State Machine (Inference Loop)

Forward chaining with dirty-driven agenda building. On each cycle:

  1. A dirty entry arrives: (EntityId, ComponentId)
  2. The capability graph maps it to affected [RuleId]
  3. Rules are filtered by claim availability and ordered by priority
  4. Causal tags are checked - inhibition prevents conflicting rules from firing based on what caused the change
  5. The agenda is dispatched to the Wasm runtime worker by worker
  6. Rule writes flow back through active memory, re-entering the dirty tracker and potentially extending the agenda
  7. Cycle terminates at stable state or max depth

Worker Model

A namespace is the unit of isolation - one deployed rule system, one fact space, one set of sources. Multiple namespaces can share a node.
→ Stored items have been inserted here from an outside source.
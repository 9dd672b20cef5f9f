//! `Session` inspection.

use std::net::IpAddr;

use axum::{
    extract::{rejection::PathRejection, Path},
    Extension, Json,
};
use serde::Serialize;
use service::{
    domain::{self, session, user},
    query, Query as _,
};

use crate::{api::Data, define_error, AsError, Error, Service};

/// Record of a `Session`, without its refresh token.
#[derive(Debug, Serialize)]
pub struct Session {
    /// ID of this `Session`.
    pub id: session::Id,

    /// Email of the `User` who has logged in.
    pub email: user::Email,

    /// User agent of the client who has logged in.
    pub user_agent: String,

    /// IP address of the client who has logged in, if known.
    pub client_ip: Option<IpAddr>,

    /// Indicator whether this `Session` is blocked.
    pub is_blocked: bool,

    /// Moment this `Session` was created at.
    pub created_at: session::CreationDateTime,

    /// Moment this `Session` expires at.
    pub expires_at: session::ExpirationDateTime,
}

impl From<domain::Session> for Session {
    fn from(s: domain::Session) -> Self {
        Self {
            id: s.id,
            email: s.email,
            user_agent: s.user_agent.to_string(),
            client_ip: s.client_ip,
            is_blocked: s.is_blocked,
            created_at: s.created_at,
            expires_at: s.expires_at,
        }
    }
}

define_error! {
    enum SessionError {
        #[code = "SESSION_NOT_FOUND"]
        #[status = NOT_FOUND]
        #[message = "`Session` not found"]
        NotFound,
    }
}

/// Returns the `Session` with the provided ID.
///
/// # Errors
///
/// Possible error codes:
/// - `SESSION_NOT_FOUND` - no `Session` with the provided ID.
#[tracing::instrument(
    skip_all,
    fields(otel.name = "GET /api/admin/sessions/:id"),
)]
pub async fn get(
    Extension(service): Extension<Service>,
    id: Result<Path<session::Id>, PathRejection>,
) -> Result<Json<Data<Session>>, Error> {
    let Path(id) = id.map_err(AsError::into_error)?;

    service
        .execute(query::session::ById::by(id))
        .await
        .map_err(AsError::into_error)?
        .ok_or_else(|| SessionError::NotFound.into())
        .map(|s| Json(Session::from(s).into()))
}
Within a node, N workers share one namespace state: the CRDT store, dirty tracker, and capability graph are shared via Arc<>. Workers are concurrent executors drawing from the same pool of dirty work. Claims are atomic CAS operations on a per (RuleId, EntityId) register - cheap within a node, preventing duplicate execution across workers.
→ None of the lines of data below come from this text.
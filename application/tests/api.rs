//! HTTP API checks which are resolved before reaching the database.

use std::time::Duration;

use application::{api, config};
use axum::{body::Body, Extension, Router};
use serde_json::{json, Value};
use service::{
    domain::{token, user},
    infra::Postgres,
};
use tower::ServiceExt as _;

const SECRET: &[u8] = b"http-test-secret-http-test-secret";

/// Builds the API [`Router`] over a [`Postgres`] pool which never connects.
fn app() -> Router {
    let postgres =
        Postgres::new(&config::Postgres::default().into()).unwrap();
    let service = service::Service::new(
        service::Config {
            token_issuer: token::Issuer::new(SECRET).unwrap(),
            access_token_ttl: Duration::from_secs(15 * 60),
            refresh_token_ttl: Duration::from_secs(24 * 60 * 60),
        },
        postgres,
    );
    api::router().layer(Extension(service))
}

fn token(role: user::Role, ttl: Duration) -> String {
    let claims = token::Claims {
        first_name: user::Name::new("Jane").unwrap(),
        last_name: user::Name::new("Roe").unwrap(),
        email: user::Email::new("jane@example.com").unwrap(),
        role,
        profile_image: None,
    };
    let (token, _) = token::Issuer::new(SECRET)
        .unwrap()
        .issue(claims, ttl)
        .unwrap();
    token.to_string()
}

async fn call(
    method: &str,
    uri: &str,
    auth: Option<&str>,
    body: Option<&str>,
) -> (http::StatusCode, Value) {
    let mut req = http::Request::builder().method(method).uri(uri);
    if let Some(auth) = auth {
        req = req.header(http::header::AUTHORIZATION, auth);
    }
    let req = if let Some(body) = body {
        req.header(http::header::CONTENT_TYPE, "application/json")
            .body(Body::from(body.to_owned()))
    } else {
        req.body(Body::empty())
    }
    .unwrap();

    let resp = app().oneshot(req).await.unwrap();
    let status = resp.status();
    let bytes = axum::body::to_bytes(resp.into_body(), usize::MAX)
        .await
        .unwrap();
    (status, serde_json::from_slice(&bytes).unwrap_or(Value::Null))
}

#[tokio::test]
async fn rejects_missing_authorization() {
    let (status, body) = call("GET", "/api/admin/users", None, None).await;

    assert_eq!(status, http::StatusCode::UNAUTHORIZED);
    assert_eq!(
        body,
        json!({"error": "Authorization header is not provided"}),
    );
}

#[tokio::test]
async fn distinguishes_malformed_authorization() {
    let (status, malformed) =
        call("GET", "/api/admin/users", Some("Bearer"), None).await;
    assert_eq!(status, http::StatusCode::UNAUTHORIZED);

    let (status, unsupported) =
        call("GET", "/api/admin/users", Some("Basic dXNlcjpwYXNz"), None)
            .await;
    assert_eq!(status, http::StatusCode::UNAUTHORIZED);

    let (status, invalid) =
        call("GET", "/api/admin/users", Some("Bearer abc.def.ghi"), None)
            .await;
    assert_eq!(status, http::StatusCode::UNAUTHORIZED);

    assert_ne!(malformed, unsupported);
    assert_ne!(unsupported, invalid);
    assert_ne!(malformed, invalid);
    assert_eq!(invalid, json!({"error": "Invalid token"}));
}

#[tokio::test]
async fn rejects_expired_token() {
    let auth = format!("Bearer {}", token(user::Role::Admin, Duration::ZERO));

    let (status, body) =
        call("GET", "/api/admin/users", Some(&auth), None).await;

    assert_eq!(status, http::StatusCode::UNAUTHORIZED);
    assert_eq!(body, json!({"error": "Token has expired"}));
}

#[tokio::test]
async fn forbids_non_admins() {
    let auth = format!(
        "Bearer {}",
        token(user::Role::User, Duration::from_secs(60)),
    );

    let (status, body) =
        call("GET", "/api/admin/users", Some(&auth), None).await;

    assert_eq!(status, http::StatusCode::FORBIDDEN);
    assert!(body["error"].is_string());
}

#[tokio::test]
async fn rejects_invalid_user_id() {
    let auth = format!(
        "Bearer {}",
        token(user::Role::Superadmin, Duration::from_secs(60)),
    );

    let (status, body) =
        call("GET", "/api/admin/users/not-a-uuid", Some(&auth), None).await;

    assert_eq!(status, http::StatusCode::BAD_REQUEST);
    assert!(body["error"].is_string());
}

#[tokio::test]
async fn rejects_invalid_new_user() {
    let auth = format!(
        "Bearer {}",
        token(user::Role::Admin, Duration::from_secs(60)),
    );

    let (status, body) = call(
        "POST",
        "/api/admin/users",
        Some(&auth),
        Some(
            r#"{
                "first_name": "Ann",
                "last_name": "Lee",
                "email": "not an email",
                "password": "secret1"
            }"#,
        ),
    )
    .await;

    assert_eq!(status, http::StatusCode::BAD_REQUEST);
    assert!(body["error"].is_string());
}

#[tokio::test]
async fn rejects_malformed_login() {
    let (status, body) =
        call("POST", "/api/login", None, Some(r#"{"email": "a@b.com""#)).await;

    assert_eq!(status, http::StatusCode::BAD_REQUEST);
    assert!(body["error"].is_string());
}

#[tokio::test]
async fn rejects_short_login_password() {
    let (status, body) = call(
        "POST",
        "/api/login",
        None,
        Some(r#"{"email": "a@b.com", "password": "12345"}"#),
    )
    .await;

    assert_eq!(status, http::StatusCode::BAD_REQUEST);
    assert!(body["error"].is_string());
}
Across nodes, CRDT state replicates per namespace. Wasm modules are portable - any node can execute any module. Nodes do not permanently own the work running on them. Fact propagation between nodes flows through the distributed dirty signal; cross-node claims use distributed CAS.

Key Properties

  • Implicit orchestration - no explicit wiring between rules; fact propagation handles it
  • Global state awareness - a fact change triggers every affected rule across the entire capability graph automatically
  • Language agnostic - rules compile to Wasm; C ABI means any language can write a rule
  • Self-describing modules - a module declares its sources, components, and rules entirely through Wasm exports; the host registers everything at load time with no manual wiring
  • Edge-native - designed as a lightweight single binary deployable where data lives
  • Ontological inference - causal tagging and priority-based inhibition prevent conflicting rule execution
  • Tiered source model - built-in connectors for common sources; raw TCP/UDP escape hatch for anything custom

Runtime Architecture

Deployment Model

Slung runs as a single lightweight binary deployable to edge nodes, containerized environments, or traditional servers. A node can host multiple independent namespaces, each with its own fact space, rule set, and source connections. Namespaces are isolated units of execution - state, claims, and dirty work pools do not cross namespace boundaries.

Network Topology

Nodes communicate via a peer-to-peer gossip protocol. CRDT state replicates asynchronously across nodes within the same namespace, ensuring eventual consistency. Cross-node fact propagation flows through the distributed dirty signal; work execution is opportunistically distributed - any node can execute any rule if it holds the necessary facts and claims are available.

Port Allocation

The host reserves the following ports for its runtime services:

  • 2071 - Peer discovery and lookup service
  • 2072 - Peer binary module registry and exchange
  • 2073 - WebSocket gateway for external clients
  • 2074 - HTTP API and metrics endpoint
  • 2075 - Raw TCP passthrough socket
  • 2076 - Raw UDP passthrough socket
  • 2077 - Module entry point and hot-reload listener
  • 2078 - OpenTelemetry trace and metric ingestion
  • 2079 - Health checks, namespaced state queries, and runtime updates

All ports bind to 0.0.0.0 by default; use environment variables or a config file to restrict to specific interfaces.